Wilms tumor (WT) may show a diverse range of heterologous elements (HEs). Cases with predominant/prominent HEs have been reported as “teratoid” WT, albeit on the basis of poorly defined criteria. It has been suggested that “teratoid” WTs are rare, and associated with a poor response to chemotherapy, but a good outcome. However, these claims have not been tested previously in any large cohort of cases. Here, we performed a systematic study to determine the incidence, diversity, and clinicopathologic association of HEs in 691 WTs, all of which were treated according to the same protocol, which included preoperative chemotherapy, and all with central pathology review. We found that 4% (28/691) of WTs showed ≥3 HEs (“teratoid” WT in our study), which was comparable to the numbers of completely necrotic, epithelial, focal anaplastic, and blastemal WTs. “Teratoid” WTs were strongly associated with younger age at presentation (21 vs. 39 mo, P=0.0001), bilateral disease (28.6% vs. 7.2%, P=0.001), stromal-type WT (57.1% vs. 11.0%, P<0.00001), and intralobar nephrogenic rests (35.7% vs. 11.9%, P=0.0001), when compared with non-“teratoid” WT. We also found that stromal-type WT, regardless of HE differentiation, was itself associated with younger age, bilateral disease, and intralobar nephrogenic rest.
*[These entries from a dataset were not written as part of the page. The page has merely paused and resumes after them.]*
use serde::{Deserialize, Serialize};
use std::fmt;

/// Quality attached to a published tag value.
///
/// `Stale` is produced locally when the transport fails and the last known
/// value is re-published; it never comes off the wire.
#[derive(Debug, Clone, Copy, PartialEq, Eq, Hash, Serialize, Deserialize)]
pub enum QualityCode {
    Good,
    Uncertain,
    Bad,
    BadConfiguration,
    BadDeviceFailure,
    BadCommTimeout,
    BadDisabled,
    OutOfRange,
    Stale,
}

impl QualityCode {
    pub fn is_good(self) -> bool {
        matches!(self, QualityCode::Good)
    }
}

impl fmt::Display for QualityCode {
    fn fmt(&self, f: &mut fmt::Formatter<'_>) -> fmt::Result {
        let s = match self {
            QualityCode::Good => "Good",
            QualityCode::Uncertain => "Uncertain",
            QualityCode::Bad => "Bad",
            QualityCode::BadConfiguration => "Bad_ConfigurationError",
            QualityCode::BadDeviceFailure => "Bad_DeviceFailure",
            QualityCode::BadCommTimeout => "Bad_CommTimeout",
            QualityCode::BadDisabled => "Bad_Disabled",
            QualityCode::OutOfRange => "Bad_OutOfRange",
            QualityCode::Stale => "Uncertain_Stale",
        };
        f.write_str(s)
    }
}

/// Fine-grained reason carried in bits 2..=5 of a raw quality word.
/// Only consulted when the major quality is not good.
#[derive(Debug, Clone, Copy, PartialEq, Eq)]
pub enum SubStatus {
    NonSpecific,
    ConfigurationError,
    DeviceFailure,
    CommTimeout,
    Disabled,
    Other(u16),
}

/// Raw tag quality word as reported by the relay.
///
/// Layout: bits 0..=1 limit, bits 2..=5 substatus, bits 6..=7 major quality,
/// bits 8..=15 vendor-specific rolling average.
#[derive(Debug, Clone, Copy, PartialEq, Eq, Hash, Serialize, Deserialize)]
#[serde(transparent)]
pub struct TagQuality(pub u16);

const MAJOR_BAD: u16 = 0;
const MAJOR_UNCERTAIN: u16 = 1;
const MAJOR_GOOD: u16 = 3;

impl TagQuality {
    pub const GOOD: TagQuality = TagQuality(MAJOR_GOOD << 6);
    pub const UNCERTAIN: TagQuality = TagQuality(MAJOR_UNCERTAIN << 6);
    pub const BAD: TagQuality = TagQuality(0);

    fn major(self) -> u16 {
        (self.0 >> 6) & 0x3
    }

    pub fn substatus(self) -> SubStatus {
        match (self.0 >> 2) & 0xF {
            0 => SubStatus::NonSpecific,
            1 => SubStatus::ConfigurationError,
            3 => SubStatus::DeviceFailure,
            6 => SubStatus::CommTimeout,
            7 => SubStatus::Disabled,
            other => SubStatus::Other(other),
        }
    }

    /// Vendor-specific field, a rolling communication success average.
    pub fn vendor(self) -> u8 {
        ((self.0 >> 8) & 0xFF) as u8
    }

    /// Limit bits: 0 not limited, 1 low limited, 2 high limited, 3 constant.
    pub fn limit(self) -> u8 {
        (self.0 & 0x3) as u8
    }

    pub fn is_good(self) -> bool {
        self.major() == MAJOR_GOOD
    }

    /// Maps the raw word onto the published quality code. The substatus
    /// refines every non-good major; a good major ignores it.
    pub fn quality_code(self) -> QualityCode {
        let major = match self.major() {
            MAJOR_GOOD => return QualityCode::Good,
            MAJOR_UNCERTAIN => QualityCode::Uncertain,
            MAJOR_BAD => QualityCode::Bad,
            _ => QualityCode::OutOfRange,
        };
        match self.substatus() {
            SubStatus::ConfigurationError => QualityCode::BadConfiguration,
            SubStatus::DeviceFailure => QualityCode::BadDeviceFailure,
            SubStatus::CommTimeout => QualityCode::BadCommTimeout,
            SubStatus::Disabled => QualityCode::BadDisabled,
            _ => major,
        }
    }

    /// Decodes the textual quality names used by the live-data payload.
    /// Unrecognized names are treated as good, matching the relay's own
    /// default for tags that omit a quality.
    pub fn from_name(name: &str) -> TagQuality {
        match name {
            "good" | "initialGood" => TagQuality::GOOD,
            "uncertain" => TagQuality::UNCERTAIN,
            "bad" => TagQuality::BAD,
            "unknown" => TagQuality(2 << 6),
            _ => TagQuality::GOOD,
        }
    }
}

impl From<u16> for TagQuality {
    fn from(raw: u16) -> Self {
        TagQuality(raw)
    }
}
Furthermore, >80% of cases with ≥3 HEs, and also of cases with 2 HEs and 1 HE, showed ≥50% stroma in their viable components. We conclude that a tendency toward stromal differentiation is a strong and unifying factor in HE formation. “Teratoid” WT represents the more extreme end of HE differentiation, rather than a separate entity, and therefore the term should not be used in the final diagnosis. The prognosis of WTs depends only on their overall histologic type and stage, and it is not additionally influenced by the presence of “teratoid” features.